Raw data
• • • •
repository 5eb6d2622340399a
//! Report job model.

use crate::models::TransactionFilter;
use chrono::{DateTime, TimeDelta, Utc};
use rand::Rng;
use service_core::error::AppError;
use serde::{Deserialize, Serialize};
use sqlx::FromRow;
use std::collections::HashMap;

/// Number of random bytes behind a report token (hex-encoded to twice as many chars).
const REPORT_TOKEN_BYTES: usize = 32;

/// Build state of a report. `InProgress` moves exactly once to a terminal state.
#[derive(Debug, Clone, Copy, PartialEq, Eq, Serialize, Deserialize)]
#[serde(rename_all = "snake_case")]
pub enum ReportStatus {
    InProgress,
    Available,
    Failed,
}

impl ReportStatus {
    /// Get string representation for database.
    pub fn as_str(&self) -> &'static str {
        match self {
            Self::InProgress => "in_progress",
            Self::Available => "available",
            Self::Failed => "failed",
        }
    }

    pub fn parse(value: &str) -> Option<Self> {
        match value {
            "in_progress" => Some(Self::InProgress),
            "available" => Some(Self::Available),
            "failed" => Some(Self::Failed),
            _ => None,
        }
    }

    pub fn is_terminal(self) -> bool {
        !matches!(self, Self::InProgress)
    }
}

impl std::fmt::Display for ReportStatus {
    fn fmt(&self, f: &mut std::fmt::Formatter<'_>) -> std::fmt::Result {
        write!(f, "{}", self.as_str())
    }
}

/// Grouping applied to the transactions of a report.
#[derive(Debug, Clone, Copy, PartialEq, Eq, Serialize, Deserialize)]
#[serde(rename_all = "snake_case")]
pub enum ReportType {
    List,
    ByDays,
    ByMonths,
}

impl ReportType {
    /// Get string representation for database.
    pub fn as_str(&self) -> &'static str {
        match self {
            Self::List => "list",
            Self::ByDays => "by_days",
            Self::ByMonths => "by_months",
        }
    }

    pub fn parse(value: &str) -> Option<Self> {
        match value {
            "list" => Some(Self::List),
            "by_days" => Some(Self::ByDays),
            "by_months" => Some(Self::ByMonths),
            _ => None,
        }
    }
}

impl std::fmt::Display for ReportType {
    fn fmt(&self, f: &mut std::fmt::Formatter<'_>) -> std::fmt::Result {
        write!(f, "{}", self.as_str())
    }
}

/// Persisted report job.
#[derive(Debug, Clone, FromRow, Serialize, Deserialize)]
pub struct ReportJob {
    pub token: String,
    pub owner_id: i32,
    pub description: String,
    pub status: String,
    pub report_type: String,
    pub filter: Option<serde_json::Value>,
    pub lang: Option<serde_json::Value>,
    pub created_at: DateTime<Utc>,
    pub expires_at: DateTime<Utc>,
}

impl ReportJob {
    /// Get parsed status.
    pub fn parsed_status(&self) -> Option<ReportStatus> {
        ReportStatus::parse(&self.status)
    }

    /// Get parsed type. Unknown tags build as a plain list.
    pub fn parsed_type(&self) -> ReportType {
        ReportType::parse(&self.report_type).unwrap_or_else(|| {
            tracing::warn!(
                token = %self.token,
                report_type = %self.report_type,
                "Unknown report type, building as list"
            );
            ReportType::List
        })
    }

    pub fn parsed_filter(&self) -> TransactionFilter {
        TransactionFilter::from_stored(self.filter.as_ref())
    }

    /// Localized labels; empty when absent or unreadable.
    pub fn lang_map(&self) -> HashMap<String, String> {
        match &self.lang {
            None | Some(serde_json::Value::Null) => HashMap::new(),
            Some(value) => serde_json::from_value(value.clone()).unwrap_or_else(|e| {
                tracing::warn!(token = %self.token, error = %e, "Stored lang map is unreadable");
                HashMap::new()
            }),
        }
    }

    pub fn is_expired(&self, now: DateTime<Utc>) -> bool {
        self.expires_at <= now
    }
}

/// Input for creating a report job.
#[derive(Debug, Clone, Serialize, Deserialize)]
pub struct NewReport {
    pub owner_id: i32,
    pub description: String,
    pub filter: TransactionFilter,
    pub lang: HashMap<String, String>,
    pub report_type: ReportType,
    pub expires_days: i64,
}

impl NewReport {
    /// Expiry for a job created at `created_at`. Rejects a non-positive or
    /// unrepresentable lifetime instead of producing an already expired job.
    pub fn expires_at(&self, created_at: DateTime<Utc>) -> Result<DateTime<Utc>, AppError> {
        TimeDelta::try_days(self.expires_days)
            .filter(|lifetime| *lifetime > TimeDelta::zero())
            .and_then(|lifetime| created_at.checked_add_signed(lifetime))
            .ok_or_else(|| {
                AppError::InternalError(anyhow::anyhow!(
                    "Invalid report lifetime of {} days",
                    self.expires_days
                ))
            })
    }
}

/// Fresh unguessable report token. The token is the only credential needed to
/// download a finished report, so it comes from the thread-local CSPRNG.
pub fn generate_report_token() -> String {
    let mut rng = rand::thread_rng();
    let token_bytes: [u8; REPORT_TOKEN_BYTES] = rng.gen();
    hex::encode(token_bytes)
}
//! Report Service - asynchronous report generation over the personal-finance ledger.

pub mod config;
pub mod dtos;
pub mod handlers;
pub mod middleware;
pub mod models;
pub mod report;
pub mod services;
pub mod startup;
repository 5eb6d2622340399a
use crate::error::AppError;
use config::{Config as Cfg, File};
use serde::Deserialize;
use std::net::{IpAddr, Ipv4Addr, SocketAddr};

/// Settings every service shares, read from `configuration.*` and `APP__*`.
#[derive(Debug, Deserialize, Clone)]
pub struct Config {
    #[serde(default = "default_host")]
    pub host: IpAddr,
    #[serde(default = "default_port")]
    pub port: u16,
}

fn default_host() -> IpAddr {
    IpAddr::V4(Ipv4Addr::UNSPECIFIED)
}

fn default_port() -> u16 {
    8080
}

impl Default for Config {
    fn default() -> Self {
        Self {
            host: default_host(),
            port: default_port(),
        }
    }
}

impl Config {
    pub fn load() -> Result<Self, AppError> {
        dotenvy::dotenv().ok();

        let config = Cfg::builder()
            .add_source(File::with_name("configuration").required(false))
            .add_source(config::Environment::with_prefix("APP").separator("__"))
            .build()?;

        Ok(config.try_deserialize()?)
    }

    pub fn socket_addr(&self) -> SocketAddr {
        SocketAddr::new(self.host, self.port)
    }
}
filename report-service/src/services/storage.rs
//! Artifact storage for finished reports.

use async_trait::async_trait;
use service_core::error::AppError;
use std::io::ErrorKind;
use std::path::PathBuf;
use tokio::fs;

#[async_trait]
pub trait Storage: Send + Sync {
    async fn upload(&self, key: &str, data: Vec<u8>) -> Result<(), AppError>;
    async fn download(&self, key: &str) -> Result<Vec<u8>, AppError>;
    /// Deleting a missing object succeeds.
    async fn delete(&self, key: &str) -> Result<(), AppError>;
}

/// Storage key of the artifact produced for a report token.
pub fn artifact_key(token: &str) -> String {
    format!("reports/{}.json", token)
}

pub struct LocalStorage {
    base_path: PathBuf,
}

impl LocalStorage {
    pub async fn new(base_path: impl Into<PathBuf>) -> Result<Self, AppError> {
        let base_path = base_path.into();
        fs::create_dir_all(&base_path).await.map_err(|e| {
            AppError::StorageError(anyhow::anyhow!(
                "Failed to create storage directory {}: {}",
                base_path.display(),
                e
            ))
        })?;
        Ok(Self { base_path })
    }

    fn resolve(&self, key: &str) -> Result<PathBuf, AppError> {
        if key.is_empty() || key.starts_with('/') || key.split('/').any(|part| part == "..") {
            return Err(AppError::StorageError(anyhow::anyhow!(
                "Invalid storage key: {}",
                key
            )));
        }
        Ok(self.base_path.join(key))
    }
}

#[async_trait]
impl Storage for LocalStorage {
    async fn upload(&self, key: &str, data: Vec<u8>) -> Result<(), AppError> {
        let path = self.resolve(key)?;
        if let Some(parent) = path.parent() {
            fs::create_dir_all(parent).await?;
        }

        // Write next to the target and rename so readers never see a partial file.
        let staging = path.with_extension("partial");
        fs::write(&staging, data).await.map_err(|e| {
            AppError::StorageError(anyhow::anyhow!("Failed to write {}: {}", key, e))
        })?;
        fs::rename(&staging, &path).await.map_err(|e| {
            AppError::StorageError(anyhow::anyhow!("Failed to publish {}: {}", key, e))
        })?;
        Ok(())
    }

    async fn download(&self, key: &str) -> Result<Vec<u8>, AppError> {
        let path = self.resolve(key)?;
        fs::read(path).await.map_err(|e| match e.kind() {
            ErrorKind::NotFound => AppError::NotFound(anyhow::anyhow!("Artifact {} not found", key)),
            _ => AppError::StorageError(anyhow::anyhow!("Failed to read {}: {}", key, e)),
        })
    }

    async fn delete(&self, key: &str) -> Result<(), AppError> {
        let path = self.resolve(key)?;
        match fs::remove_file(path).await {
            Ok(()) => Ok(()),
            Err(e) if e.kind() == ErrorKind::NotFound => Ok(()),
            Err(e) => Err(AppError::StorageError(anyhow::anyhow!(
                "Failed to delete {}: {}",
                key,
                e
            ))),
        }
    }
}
• • • •
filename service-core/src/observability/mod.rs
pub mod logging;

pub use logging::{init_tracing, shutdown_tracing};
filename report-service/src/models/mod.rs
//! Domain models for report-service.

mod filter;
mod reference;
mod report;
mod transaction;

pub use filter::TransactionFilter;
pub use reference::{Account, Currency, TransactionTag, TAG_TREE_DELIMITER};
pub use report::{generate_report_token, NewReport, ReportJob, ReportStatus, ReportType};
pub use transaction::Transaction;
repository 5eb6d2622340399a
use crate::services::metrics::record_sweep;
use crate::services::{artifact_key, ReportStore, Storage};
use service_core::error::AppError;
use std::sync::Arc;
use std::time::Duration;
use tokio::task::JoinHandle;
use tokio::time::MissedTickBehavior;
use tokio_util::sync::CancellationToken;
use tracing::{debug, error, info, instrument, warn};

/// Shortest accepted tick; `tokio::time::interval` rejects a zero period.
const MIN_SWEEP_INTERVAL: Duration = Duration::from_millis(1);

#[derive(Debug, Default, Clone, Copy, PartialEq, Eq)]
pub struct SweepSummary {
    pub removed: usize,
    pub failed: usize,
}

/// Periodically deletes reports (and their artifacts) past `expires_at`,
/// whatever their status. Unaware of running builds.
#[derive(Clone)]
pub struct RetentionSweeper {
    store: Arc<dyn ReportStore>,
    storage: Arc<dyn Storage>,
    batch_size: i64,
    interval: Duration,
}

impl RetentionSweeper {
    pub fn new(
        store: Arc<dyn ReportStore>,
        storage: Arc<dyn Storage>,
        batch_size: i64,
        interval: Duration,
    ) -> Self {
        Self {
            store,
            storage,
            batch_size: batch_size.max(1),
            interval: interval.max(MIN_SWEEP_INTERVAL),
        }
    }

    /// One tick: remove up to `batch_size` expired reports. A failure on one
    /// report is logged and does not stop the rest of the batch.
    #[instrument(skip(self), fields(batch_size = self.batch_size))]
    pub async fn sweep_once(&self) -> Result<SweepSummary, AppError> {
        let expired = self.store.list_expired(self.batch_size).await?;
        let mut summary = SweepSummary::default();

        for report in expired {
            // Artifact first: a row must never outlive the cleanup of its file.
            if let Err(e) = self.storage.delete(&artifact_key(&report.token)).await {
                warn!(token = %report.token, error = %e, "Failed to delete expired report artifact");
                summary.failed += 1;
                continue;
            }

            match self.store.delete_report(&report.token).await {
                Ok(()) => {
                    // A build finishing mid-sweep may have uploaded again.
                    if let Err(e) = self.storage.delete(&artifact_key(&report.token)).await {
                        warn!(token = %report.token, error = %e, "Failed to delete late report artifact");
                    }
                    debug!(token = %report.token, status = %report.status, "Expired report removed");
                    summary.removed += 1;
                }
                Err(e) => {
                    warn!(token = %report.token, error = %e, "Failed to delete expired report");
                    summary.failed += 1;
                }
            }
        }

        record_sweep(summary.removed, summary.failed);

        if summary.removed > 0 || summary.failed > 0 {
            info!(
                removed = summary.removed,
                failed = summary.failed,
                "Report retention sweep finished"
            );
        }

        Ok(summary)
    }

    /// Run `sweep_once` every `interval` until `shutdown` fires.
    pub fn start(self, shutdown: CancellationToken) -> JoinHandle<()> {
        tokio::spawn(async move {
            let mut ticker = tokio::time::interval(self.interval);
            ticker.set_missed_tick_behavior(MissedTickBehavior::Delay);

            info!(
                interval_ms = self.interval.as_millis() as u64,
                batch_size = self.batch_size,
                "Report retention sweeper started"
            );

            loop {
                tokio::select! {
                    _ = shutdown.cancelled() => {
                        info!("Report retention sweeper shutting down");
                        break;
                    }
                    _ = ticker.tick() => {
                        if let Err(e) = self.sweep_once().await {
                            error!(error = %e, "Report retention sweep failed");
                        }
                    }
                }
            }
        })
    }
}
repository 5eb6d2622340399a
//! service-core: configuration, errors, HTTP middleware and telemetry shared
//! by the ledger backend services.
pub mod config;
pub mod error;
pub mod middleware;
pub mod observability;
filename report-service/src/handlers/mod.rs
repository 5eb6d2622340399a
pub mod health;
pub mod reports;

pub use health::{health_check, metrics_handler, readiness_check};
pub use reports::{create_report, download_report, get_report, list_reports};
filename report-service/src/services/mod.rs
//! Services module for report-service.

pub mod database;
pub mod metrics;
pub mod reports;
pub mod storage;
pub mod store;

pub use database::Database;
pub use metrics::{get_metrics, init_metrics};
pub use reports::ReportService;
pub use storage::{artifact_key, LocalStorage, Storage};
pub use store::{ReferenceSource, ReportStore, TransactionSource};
• • • •
All lines of the data that hold "NotFound" need to be copied.

            ErrorKind::NotFound => AppError::NotFound(anyhow::anyhow!("Artifact {} not found", key)),
            Err(e) if e.kind() == ErrorKind::NotFound => Ok(()),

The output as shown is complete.